Each line below must be printed again exactly.

Saved entries
Segment Open
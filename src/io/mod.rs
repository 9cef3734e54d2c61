//! Raster, catalog, vector and cache input/output

pub mod tile_reader;
pub mod catalog;
pub mod zones;
pub mod cache;

pub use tile_reader::{AccessorConfig, RegionOfInterest, TileReader, TileSource};
pub use catalog::{group_granules, parse_hls_name, CatalogEntry, CatalogSearch, Granule, StaticCatalog};
pub use zones::ZoneLayer;
pub use cache::{CacheStore, Cached, FsCacheStore, MemoryCacheStore};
Segment Closed
### OUTPUT OF THE TASK
filename src/io/mod.rs
repository 9cef3734e54d2c61
//! Raster, catalog, vector and cache input/output

pub mod tile_reader;
pub mod catalog;
pub mod zones;
pub mod cache;

pub use tile_reader::{AccessorConfig, RegionOfInterest, TileReader, TileSource};
pub use catalog::{group_granules, parse_hls_name, CatalogEntry, CatalogSearch, Granule, StaticCatalog};
pub use zones::ZoneLayer;
pub use cache::{CacheStore, Cached, FsCacheStore, MemoryCacheStore};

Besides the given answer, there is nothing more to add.